Figure 2. Bax deficient CGNPs have normal response to Shh but altered response to pro-apoptotic stimulus.

A) A representative Western blot demonstrates temporal expression patterns of indicated proteins in lysates of whole cerebella harvested from Bax^+/+ and Bax^−/− littermates at the ages indicated, with β-Actin used as a loading control. While Cyclin D2 elevation waned more slowly in Bax^−/− mice, Shh abundance remained constant over time and did not vary with genotype.

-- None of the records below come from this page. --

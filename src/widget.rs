//! Per-widget context handed to widget services.
//!
//! A [`WidgetContext`] carries the widget's identity, the event bus it talks
//! through and a small set of observable properties. The visibility coordinator
//! mirrors the widget's visibility into one of these properties when tracking is
//! enabled.

use std::collections::HashMap;
use std::sync::{Arc, Mutex};

use serde_json::Value;

use crate::events::EventBus;
use crate::sync::lock;

/// Identity of a widget instance inside the composed page.
#[derive(Debug, Clone, PartialEq, Eq)]
pub struct WidgetInfo {
    /// Unique widget id; also the prefix of the widget's full area names.
    pub id: String,
    /// Full name of the area the widget is rendered into.
    pub area: String,
}

/// Context of one widget instance.
///
/// Cheap to clone; clones share the property slots.
#[derive(Clone)]
pub struct WidgetContext {
    /// Bus shared by all widgets of the page.
    pub event_bus: EventBus,
    /// Who this widget is and where it lives.
    pub widget: WidgetInfo,
    properties: Arc<Mutex<HashMap<String, Value>>>,
}

impl WidgetContext {
    /// Creates a context for widget `id` living in `area`.
    pub fn new(event_bus: EventBus, id: impl Into<String>, area: impl Into<String>) -> Self {
        Self {
            event_bus,
            widget: WidgetInfo {
                id: id.into(),
                area: area.into(),
            },
            properties: Arc::default(),
        }
    }

    /// Current value of a property, if it was ever set.
    pub fn property(&self, name: &str) -> Option<Value> {
        lock(&self.properties).get(name).cloned()
    }

    /// Sets (or replaces) a property.
    pub fn set_property(&self, name: &str, value: impl Into<Value>) {
        lock(&self.properties).insert(name.to_string(), value.into());
    }
}

impl std::fmt::Debug for WidgetContext {
    fn fmt(&self, f: &mut std::fmt::Formatter<'_>) -> std::fmt::Result {
        f.debug_struct("WidgetContext")
            .field("widget", &self.widget)
            .field("properties", &*lock(&self.properties))
            .finish()
    }
}

#[cfg(test)]
mod tests {
    use super::*;
    use crate::events::EventBusConfig;
    use crate::heartbeat::Heartbeat;

    #[test]
    fn test_clones_share_properties() {
        let bus = EventBus::new(Heartbeat::new(), EventBusConfig::default());
        let ctx = WidgetContext::new(bus, "w1", "content");
        let clone = ctx.clone();

        assert_eq!(ctx.property("isVisible"), None);
        clone.set_property("isVisible", true);
        assert_eq!(ctx.property("isVisible"), Some(Value::Bool(true)));
        assert_eq!(ctx.widget.area, "content");
    }
}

Differential expression of Cyclin D2 was noted in at least 3 paired Bax^+/+ and Bax^−/− littermates at each time point from P11-P17. B) Comparison of proliferation of CGNPs isolated from Bax^+/+ and Bax^−/− littermates and cultured in the presence or absence of exogenous Shh, measured by Western blot for Cyclin D2, demonstrated that proliferative response to Shh was not affected by Bax deletion. 3 replicate wells for each condition demonstrated equivalent findings. C) Representative Western blot comparing apoptosis induced by dexamethasone in Bax^+/+ and Bax^−/− littermates, detected by cC3 in whole cerebellar lysates 24 hours after IP injection of dexamethasone or saline. D) Examination of Bcl-2 family proteins over CGNP development, in Bax^+/+ and Bax^−/− mice. A SmoA1-induced medulloblastoma is included for comparison.